In the previous week, the API reported a draw in crude oil stockpiles of 2.108 million barrels after analysts had predicted a draw of 2.036 million barrels. The API report also shows that crude oil inventories have fallen by over 22 million barrels since the start of 2021, although they are still up by 34 million barrels since January 2020. Oil prices are on the increase as the market adjusts to a new demand outlook that suggests oil could be on its way back in the second half of this year, despite earlier predictions that oil demand could take years to recover to pre-pandemic levels. While crude oil inventories fell yet again this week, US oil production rebounded to an average of 11 million barrels per day for the week ending June 4, according to the latest data from the Energy Information Administration. This is up to 200,000 BPD from the week prior.

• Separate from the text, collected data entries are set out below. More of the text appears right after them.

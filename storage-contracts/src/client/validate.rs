// SPDX-License-Identifier: GPL-3.0-only

//! Checks run before anything is sent to the plugin

use storage_types::{
    AccessGroup, Disk, FileSystem, Flags, Initiator, NfsExport, Pool, RaidType, Snapshot, System,
    Volume,
};

use super::Result;
use crate::protocol::{ErrorNumber, LsmError};

/// An entity that can be passed back to the plugin as an argument.
///
/// A handle with an empty identifier did not come from a plugin and is
/// rejected with the kind's own error number.
pub trait Handle {
    const KIND: &'static str;
    const INVALID: ErrorNumber;

    fn handle_id(&self) -> &str;
}

macro_rules! handle {
    ($ty:ty, $kind:literal, $invalid:ident) => {
        impl Handle for $ty {
            const KIND: &'static str = $kind;
            const INVALID: ErrorNumber = ErrorNumber::$invalid;

            fn handle_id(&self) -> &str {
                &self.id
            }
        }
    };
}

handle!(System, "system", InvalidSystem);
handle!(Pool, "pool", InvalidPool);
handle!(Volume, "volume", InvalidVol);
handle!(Disk, "disk", InvalidArgument);
handle!(FileSystem, "file system", InvalidFs);
handle!(Snapshot, "snapshot", InvalidSs);
handle!(AccessGroup, "access group", InvalidAccessGroup);
handle!(Initiator, "initiator", InvalidInit);
handle!(NfsExport, "nfs export", InvalidNfs);

pub(crate) fn handle<H: Handle>(handle: &H) -> Result<()> {
    if handle.handle_id().is_empty() {
        return Err(LsmError::new(
            H::INVALID,
            format!("invalid {} handle", H::KIND),
        ));
    }
    Ok(())
}

pub(crate) fn optional_handle<H: Handle>(handle: Option<&H>) -> Result<()> {
    handle.map_or(Ok(()), self::handle)
}

pub(crate) fn handles<H: Handle>(handles: &[H]) -> Result<()> {
    handles.iter().try_for_each(handle)
}

pub(crate) fn flags(flags: Flags) -> Result<()> {
    if !flags.is_none() {
        return Err(LsmError::invalid_argument(format!(
            "unsupported flags {:#x}",
            flags.bits()
        )));
    }
    Ok(())
}

pub(crate) fn non_empty(what: &str, value: &str) -> Result<()> {
    if value.is_empty() {
        return Err(LsmError::invalid_argument(format!("{what} must not be empty")));
    }
    Ok(())
}

pub(crate) fn non_zero(what: &str, value: u64) -> Result<()> {
    if value == 0 {
        return Err(LsmError::invalid_argument(format!("{what} must be non-zero")));
    }
    Ok(())
}

pub(crate) fn non_empty_list<T>(what: &str, items: &[T]) -> Result<()> {
    if items.is_empty() {
        return Err(LsmError::invalid_argument(format!("{what} must not be empty")));
    }
    Ok(())
}

/// RAID levels a new pool may be requested with. RAID 4 is reportable but
/// not creatable.
pub(crate) fn raid_type(raid_type: RaidType) -> Result<()> {
    if raid_type == RaidType::Raid4 {
        return Err(LsmError::invalid_argument(format!(
            "raid type {raid_type:?} cannot be used to create a pool"
        )));
    }
    Ok(())
}

/// Reject a resize that would leave the volume with the same block count.
///
/// The comparison is on whole blocks: any target that truncates to the
/// current number of blocks counts as the same size.
pub(crate) fn resize_target(volume: &Volume, new_size_bytes: u64) -> Result<()> {
    non_zero("new size", new_size_bytes)?;
    let Some(blocks) = volume.blocks_for(new_size_bytes) else {
        return Err(LsmError::new(
            ErrorNumber::InvalidVol,
            format!("volume {} reports a zero block size", volume.id),
        ));
    };
    if blocks == volume.num_of_blocks {
        return Err(LsmError::new(
            ErrorNumber::VolumeSameSize,
            format!("volume {} is already {} blocks", volume.id, blocks),
        ));
    }
    Ok(())
}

The API reported a build in gasoline inventories of 2.852 million barrels for the week ending June 11 as against the previous week’s 2.405-million-barrel build. Analysts had predicted a draw of 614,000-barrel for the week. The increase in energy demand is also boosted by a cautious approach to boosting oil supply by the Organization of Petroleum Exporting Countries and its allies (OPEC+), with some oil traders and analysts saying that they see further gains in oil.